Assignment:
Print the data exactly, leaving nothing out.

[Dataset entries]
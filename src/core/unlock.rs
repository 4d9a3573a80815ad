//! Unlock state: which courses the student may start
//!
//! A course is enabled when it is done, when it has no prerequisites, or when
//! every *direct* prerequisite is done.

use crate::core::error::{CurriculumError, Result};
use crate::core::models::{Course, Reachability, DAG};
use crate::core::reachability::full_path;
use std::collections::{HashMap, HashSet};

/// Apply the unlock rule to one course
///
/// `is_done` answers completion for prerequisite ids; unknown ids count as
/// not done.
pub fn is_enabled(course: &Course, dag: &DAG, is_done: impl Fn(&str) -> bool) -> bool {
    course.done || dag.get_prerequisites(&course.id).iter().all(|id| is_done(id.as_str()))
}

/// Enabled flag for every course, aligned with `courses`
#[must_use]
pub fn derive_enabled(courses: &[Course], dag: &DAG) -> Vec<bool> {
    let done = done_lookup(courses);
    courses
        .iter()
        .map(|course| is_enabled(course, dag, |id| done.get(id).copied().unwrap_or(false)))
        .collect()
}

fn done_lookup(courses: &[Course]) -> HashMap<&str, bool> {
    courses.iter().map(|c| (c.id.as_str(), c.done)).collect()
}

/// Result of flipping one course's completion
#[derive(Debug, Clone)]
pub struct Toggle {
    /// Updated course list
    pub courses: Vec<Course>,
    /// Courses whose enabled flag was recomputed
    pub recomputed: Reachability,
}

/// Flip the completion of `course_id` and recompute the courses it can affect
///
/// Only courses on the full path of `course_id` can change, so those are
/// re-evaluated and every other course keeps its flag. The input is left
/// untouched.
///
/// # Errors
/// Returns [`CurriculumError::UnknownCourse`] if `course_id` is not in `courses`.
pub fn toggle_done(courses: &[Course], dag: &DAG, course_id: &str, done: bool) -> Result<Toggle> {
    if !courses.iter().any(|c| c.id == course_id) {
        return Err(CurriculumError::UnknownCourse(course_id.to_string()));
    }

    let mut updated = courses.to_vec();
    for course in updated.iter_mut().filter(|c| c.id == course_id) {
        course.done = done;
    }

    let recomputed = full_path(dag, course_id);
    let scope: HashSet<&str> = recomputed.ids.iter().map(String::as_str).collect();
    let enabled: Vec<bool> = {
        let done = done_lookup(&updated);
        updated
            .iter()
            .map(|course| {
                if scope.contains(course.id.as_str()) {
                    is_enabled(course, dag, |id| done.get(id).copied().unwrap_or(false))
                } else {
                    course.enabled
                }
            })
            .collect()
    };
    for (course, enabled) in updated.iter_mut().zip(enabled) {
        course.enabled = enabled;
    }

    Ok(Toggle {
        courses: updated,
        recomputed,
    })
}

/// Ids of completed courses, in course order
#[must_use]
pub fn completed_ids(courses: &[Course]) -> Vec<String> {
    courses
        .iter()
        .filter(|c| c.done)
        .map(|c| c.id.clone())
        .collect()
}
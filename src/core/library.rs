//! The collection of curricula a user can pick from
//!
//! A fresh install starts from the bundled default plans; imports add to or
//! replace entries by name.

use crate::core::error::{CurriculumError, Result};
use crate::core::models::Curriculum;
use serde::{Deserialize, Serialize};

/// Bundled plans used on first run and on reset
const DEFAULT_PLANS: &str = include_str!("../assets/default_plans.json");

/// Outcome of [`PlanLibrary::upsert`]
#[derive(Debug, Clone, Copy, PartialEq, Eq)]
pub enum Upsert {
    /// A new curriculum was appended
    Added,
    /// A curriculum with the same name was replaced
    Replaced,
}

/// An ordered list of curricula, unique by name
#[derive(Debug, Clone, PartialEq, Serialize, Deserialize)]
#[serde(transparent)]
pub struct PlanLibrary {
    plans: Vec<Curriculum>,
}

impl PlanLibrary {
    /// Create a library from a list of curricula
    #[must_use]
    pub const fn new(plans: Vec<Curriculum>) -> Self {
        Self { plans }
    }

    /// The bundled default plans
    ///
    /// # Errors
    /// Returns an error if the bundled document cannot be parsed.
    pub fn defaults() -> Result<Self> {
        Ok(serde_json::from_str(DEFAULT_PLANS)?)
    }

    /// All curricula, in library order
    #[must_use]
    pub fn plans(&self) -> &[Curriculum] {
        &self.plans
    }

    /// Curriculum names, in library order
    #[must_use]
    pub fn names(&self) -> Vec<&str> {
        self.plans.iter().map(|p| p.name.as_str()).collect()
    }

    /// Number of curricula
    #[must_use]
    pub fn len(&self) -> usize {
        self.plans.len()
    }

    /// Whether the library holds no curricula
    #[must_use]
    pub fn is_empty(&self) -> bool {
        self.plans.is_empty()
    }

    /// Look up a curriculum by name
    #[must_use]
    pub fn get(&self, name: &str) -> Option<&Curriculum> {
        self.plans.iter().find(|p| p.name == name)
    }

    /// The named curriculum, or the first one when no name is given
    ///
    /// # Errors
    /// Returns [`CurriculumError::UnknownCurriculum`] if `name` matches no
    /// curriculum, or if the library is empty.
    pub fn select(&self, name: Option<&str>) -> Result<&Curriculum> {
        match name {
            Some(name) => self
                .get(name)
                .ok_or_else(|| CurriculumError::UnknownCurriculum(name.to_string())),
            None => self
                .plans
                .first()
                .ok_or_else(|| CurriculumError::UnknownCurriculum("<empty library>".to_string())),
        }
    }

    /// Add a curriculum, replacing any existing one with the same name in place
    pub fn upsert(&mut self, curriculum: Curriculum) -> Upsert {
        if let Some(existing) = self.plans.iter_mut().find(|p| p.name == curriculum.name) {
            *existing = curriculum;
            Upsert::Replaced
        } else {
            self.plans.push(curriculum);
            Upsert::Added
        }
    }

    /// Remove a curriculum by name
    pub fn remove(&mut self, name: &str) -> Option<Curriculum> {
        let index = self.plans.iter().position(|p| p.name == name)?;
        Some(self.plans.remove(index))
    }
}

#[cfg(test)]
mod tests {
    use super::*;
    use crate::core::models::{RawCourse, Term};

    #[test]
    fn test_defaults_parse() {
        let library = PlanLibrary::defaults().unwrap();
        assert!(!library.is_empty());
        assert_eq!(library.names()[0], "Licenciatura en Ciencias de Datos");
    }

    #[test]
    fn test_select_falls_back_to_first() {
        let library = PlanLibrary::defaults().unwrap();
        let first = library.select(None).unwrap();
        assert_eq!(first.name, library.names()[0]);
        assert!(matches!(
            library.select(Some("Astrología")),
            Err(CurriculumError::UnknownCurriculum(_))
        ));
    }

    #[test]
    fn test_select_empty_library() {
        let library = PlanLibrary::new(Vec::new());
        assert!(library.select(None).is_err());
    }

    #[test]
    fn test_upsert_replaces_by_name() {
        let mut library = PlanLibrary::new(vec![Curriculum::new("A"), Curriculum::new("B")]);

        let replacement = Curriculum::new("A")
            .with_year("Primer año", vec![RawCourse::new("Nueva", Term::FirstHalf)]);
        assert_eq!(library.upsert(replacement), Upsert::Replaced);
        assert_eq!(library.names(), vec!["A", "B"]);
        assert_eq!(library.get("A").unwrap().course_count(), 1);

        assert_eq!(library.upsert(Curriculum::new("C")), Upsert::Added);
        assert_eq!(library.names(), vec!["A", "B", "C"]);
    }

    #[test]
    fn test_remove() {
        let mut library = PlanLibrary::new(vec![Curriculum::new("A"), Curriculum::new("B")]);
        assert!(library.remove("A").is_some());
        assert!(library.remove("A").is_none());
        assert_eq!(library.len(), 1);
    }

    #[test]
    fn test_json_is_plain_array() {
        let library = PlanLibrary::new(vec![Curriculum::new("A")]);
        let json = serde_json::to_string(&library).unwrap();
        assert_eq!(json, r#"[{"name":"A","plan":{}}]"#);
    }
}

Result for this task:
filename src/core/unlock.rs
repository 4d9a3573a80815ad
//! Unlock state: which courses the student may start
//!
//! A course is enabled when it is done, when it has no prerequisites, or when
//! every *direct* prerequisite is done.

use crate::core::error::{CurriculumError, Result};
use crate::core::models::{Course, Reachability, DAG};
use crate::core::reachability::full_path;
use std::collections::{HashMap, HashSet};

/// Apply the unlock rule to one course
///
/// `is_done` answers completion for prerequisite ids; unknown ids count as
/// not done.
pub fn is_enabled(course: &Course, dag: &DAG, is_done: impl Fn(&str) -> bool) -> bool {
    course.done || dag.get_prerequisites(&course.id).iter().all(|id| is_done(id.as_str()))
}

/// Enabled flag for every course, aligned with `courses`
#[must_use]
pub fn derive_enabled(courses: &[Course], dag: &DAG) -> Vec<bool> {
    let done = done_lookup(courses);
    courses
        .iter()
        .map(|course| is_enabled(course, dag, |id| done.get(id).copied().unwrap_or(false)))
        .collect()
}

fn done_lookup(courses: &[Course]) -> HashMap<&str, bool> {
    courses.iter().map(|c| (c.id.as_str(), c.done)).collect()
}

/// Result of flipping one course's completion
#[derive(Debug, Clone)]
pub struct Toggle {
    /// Updated course list
    pub courses: Vec<Course>,
    /// Courses whose enabled flag was recomputed
    pub recomputed: Reachability,
}

/// Flip the completion of `course_id` and recompute the courses it can affect
///
/// Only courses on the full path of `course_id` can change, so those are
/// re-evaluated and every other course keeps its flag. The input is left
/// untouched.
///
/// # Errors
/// Returns [`CurriculumError::UnknownCourse`] if `course_id` is not in `courses`.
pub fn toggle_done(courses: &[Course], dag: &DAG, course_id: &str, done: bool) -> Result<Toggle> {
    if !courses.iter().any(|c| c.id == course_id) {
        return Err(CurriculumError::UnknownCourse(course_id.to_string()));
    }

    let mut updated = courses.to_vec();
    for course in updated.iter_mut().filter(|c| c.id == course_id) {
        course.done = done;
    }

    let recomputed = full_path(dag, course_id);
    let scope: HashSet<&str> = recomputed.ids.iter().map(String::as_str).collect();
    let enabled: Vec<bool> = {
        let done = done_lookup(&updated);
        updated
            .iter()
            .map(|course| {
                if scope.contains(course.id.as_str()) {
                    is_enabled(course, dag, |id| done.get(id).copied().unwrap_or(false))
                } else {
                    course.enabled
                }
            })
            .collect()
    };
    for (course, enabled) in updated.iter_mut().zip(enabled) {
        course.enabled = enabled;
    }

    Ok(Toggle {
        courses: updated,
        recomputed,
    })
}

/// Ids of completed courses, in course order
#[must_use]
pub fn completed_ids(courses: &[Course]) -> Vec<String> {
    courses
        .iter()
        .filter(|c| c.done)
        .map(|c| c.id.clone())
        .collect()
}
filename src/core/library.rs
//! The collection of curricula a user can pick from
//!
//! A fresh install starts from the bundled default plans; imports add to or
//! replace entries by name.

use crate::core::error::{CurriculumError, Result};
use crate::core::models::Curriculum;
use serde::{Deserialize, Serialize};

/// Bundled plans used on first run and on reset
const DEFAULT_PLANS: &str = include_str!("../assets/default_plans.json");

/// Outcome of [`PlanLibrary::upsert`]
#[derive(Debug, Clone, Copy, PartialEq, Eq)]
pub enum Upsert {
    /// A new curriculum was appended
    Added,
    /// A curriculum with the same name was replaced
    Replaced,
}

/// An ordered list of curricula, unique by name
#[derive(Debug, Clone, PartialEq, Serialize, Deserialize)]
#[serde(transparent)]
pub struct PlanLibrary {
    plans: Vec<Curriculum>,
}

impl PlanLibrary {
    /// Create a library from a list of curricula
    #[must_use]
    pub const fn new(plans: Vec<Curriculum>) -> Self {
        Self { plans }
    }

    /// The bundled default plans
    ///
    /// # Errors
    /// Returns an error if the bundled document cannot be parsed.
    pub fn defaults() -> Result<Self> {
        Ok(serde_json::from_str(DEFAULT_PLANS)?)
    }

    /// All curricula, in library order
    #[must_use]
    pub fn plans(&self) -> &[Curriculum] {
        &self.plans
    }

    /// Curriculum names, in library order
    #[must_use]
    pub fn names(&self) -> Vec<&str> {
        self.plans.iter().map(|p| p.name.as_str()).collect()
    }

    /// Number of curricula
    #[must_use]
    pub fn len(&self) -> usize {
        self.plans.len()
    }

    /// Whether the library holds no curricula
    #[must_use]
    pub fn is_empty(&self) -> bool {
        self.plans.is_empty()
    }

    /// Look up a curriculum by name
    #[must_use]
    pub fn get(&self, name: &str) -> Option<&Curriculum> {
        self.plans.iter().find(|p| p.name == name)
    }

    /// The named curriculum, or the first one when no name is given
    ///
    /// # Errors
    /// Returns [`CurriculumError::UnknownCurriculum`] if `name` matches no
    /// curriculum, or if the library is empty.
    pub fn select(&self, name: Option<&str>) -> Result<&Curriculum> {
        match name {
            Some(name) => self
                .get(name)
                .ok_or_else(|| CurriculumError::UnknownCurriculum(name.to_string())),
            None => self
                .plans
                .first()
                .ok_or_else(|| CurriculumError::UnknownCurriculum("<empty library>".to_string())),
        }
    }

    /// Add a curriculum, replacing any existing one with the same name in place
    pub fn upsert(&mut self, curriculum: Curriculum) -> Upsert {
        if let Some(existing) = self.plans.iter_mut().find(|p| p.name == curriculum.name) {
            *existing = curriculum;
            Upsert::Replaced
        } else {
            self.plans.push(curriculum);
            Upsert::Added
        }
    }

    /// Remove a curriculum by name
    pub fn remove(&mut self, name: &str) -> Option<Curriculum> {
        let index = self.plans.iter().position(|p| p.name == name)?;
        Some(self.plans.remove(index))
    }
}

#[cfg(test)]
mod tests {
    use super::*;
    use crate::core::models::{RawCourse, Term};

    #[test]
    fn test_defaults_parse() {
        let library = PlanLibrary::defaults().unwrap();
        assert!(!library.is_empty());
        assert_eq!(library.names()[0], "Licenciatura en Ciencias de Datos");
    }

    #[test]
    fn test_select_falls_back_to_first() {
        let library = PlanLibrary::defaults().unwrap();
        let first = library.select(None).unwrap();
        assert_eq!(first.name, library.names()[0]);
        assert!(matches!(
            library.select(Some("Astrología")),
            Err(CurriculumError::UnknownCurriculum(_))
        ));
    }

    #[test]
    fn test_select_empty_library() {
        let library = PlanLibrary::new(Vec::new());
        assert!(library.select(None).is_err());
    }

    #[test]
    fn test_upsert_replaces_by_name() {
        let mut library = PlanLibrary::new(vec![Curriculum::new("A"), Curriculum::new("B")]);

        let replacement = Curriculum::new("A")
            .with_year("Primer año", vec![RawCourse::new("Nueva", Term::FirstHalf)]);
        assert_eq!(library.upsert(replacement), Upsert::Replaced);
        assert_eq!(library.names(), vec!["A", "B"]);
        assert_eq!(library.get("A").unwrap().course_count(), 1);

        assert_eq!(library.upsert(Curriculum::new("C")), Upsert::Added);
        assert_eq!(library.names(), vec!["A", "B", "C"]);
    }

    #[test]
    fn test_remove() {
        let mut library = PlanLibrary::new(vec![Curriculum::new("A"), Curriculum::new("B")]);
        assert!(library.remove("A").is_some());
        assert!(library.remove("A").is_none());
        assert_eq!(library.len(), 1);
    }

    #[test]
    fn test_json_is_plain_array() {
        let library = PlanLibrary::new(vec![Curriculum::new("A")]);
        let json = serde_json::to_string(&library).unwrap();
        assert_eq!(json, r#"[{"name":"A","plan":{}}]"#);
    }
}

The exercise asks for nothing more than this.